Deze leden vragen of er ook niet-EU landen actief zijn in Somalië. Indien dit het geval is, vragen ze welke activiteiten zij ondernemen. Zijn ze bijvoorbeeld ook actief in het trainen van een op te zetten Somalische krijgsmacht? Zo ja, botsen deze activiteiten niet met die van de EUTM, vragen deze leden.

Er zijn contractanten betrokken bij de EUTM. Zij leveren ondersteunende diensten ten aanzien van telecommunicatie, onderhoud, medische evacuatie en vertaaldiensten. De contractanten maken geen deel uit van de EUTM.

Er zijn naast de EU ook andere organisaties en landen actief in Somalië. Turkije verzorgt bijvoorbeeld trainingen van Somalische militairen. Deze inzet conflicteert niet met de EU-missie. De EU streeft ernaar om de verschillende activiteiten op elkaar af te stemmen en overlap te voorkomen.

De leden van de SP-fractie hebben altijd de EU Battlegroups afgewezen. Zij constateren dat de vulling van de EU Battlegroups steeds moeizamer gaat en de EU Battlegroups zelf nog geen enkele keer zijn ingezet. Deze leden zijn dan ook verbaasd in het verslag te lezen dat er geen draagvlak was om het EU Battlegroup concept ter discussie te stellen. Nog meer zijn ze verbaasd dat dit kabinet het EU Battlegroup concept ten volle steunt.
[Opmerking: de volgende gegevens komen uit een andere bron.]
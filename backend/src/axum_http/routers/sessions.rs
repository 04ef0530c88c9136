use std::sync::Arc;

use axum::{
    Json, Router,
    extract::State,
    response::IntoResponse,
    routing::{get, post},
};
use crates::{
    domain::repositories::profiles::ProfileRepository,
    infra::db::{
        postgres::postgres_connection::PgPoolSquad, repositories::profiles::ProfilePostgres,
    },
};
use serde::Deserialize;

use crate::auth::SessionUser;
use crate::axum_http::error_responses::AppError;
use crate::config::config_model::DotEnvyConfig;
use crate::usecases::sessions::SessionUseCase;

pub fn routes(db_pool: Arc<PgPoolSquad>, config: &DotEnvyConfig) -> Router {
    let profile_repository = ProfilePostgres::new(Arc::clone(&db_pool));
    let sessions_usecase = SessionUseCase::new(
        Arc::new(profile_repository),
        config.session.clone(),
        config.admin.email.clone(),
    );

    Router::new()
        .route("/login", post(login))
        .route("/me", get(me))
        .with_state(Arc::new(sessions_usecase))
}

#[derive(Debug, Deserialize)]
pub struct LoginRequest {
    pub email: String,
}

pub async fn login<P>(
    State(sessions_usecase): State<Arc<SessionUseCase<P>>>,
    Json(body): Json<LoginRequest>,
) -> Result<impl IntoResponse, AppError>
where
    P: ProfileRepository + Send + Sync + 'static,
{
    let session = sessions_usecase.login_or_register(&body.email).await?;
    Ok(Json(session))
}

pub async fn me<P>(
    State(sessions_usecase): State<Arc<SessionUseCase<P>>>,
    session: SessionUser,
) -> Result<impl IntoResponse, AppError>
where
    P: ProfileRepository + Send + Sync + 'static,
{
    let profile = sessions_usecase.current_profile(&session.email).await?;
    Ok(Json(profile))
}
Waarom denkt de minister, die aandringt op een nadere analyse om de gereed stelling en inzetbaarheid te vergroten, dat op korte termijn deze problemen worden opgelost? En betekent deze instelling niet dat er een disproportioneel beroep op de Nederlandse krijgsmacht wordt gedaan terwijl anderen hun toezeggingen niet nakomen?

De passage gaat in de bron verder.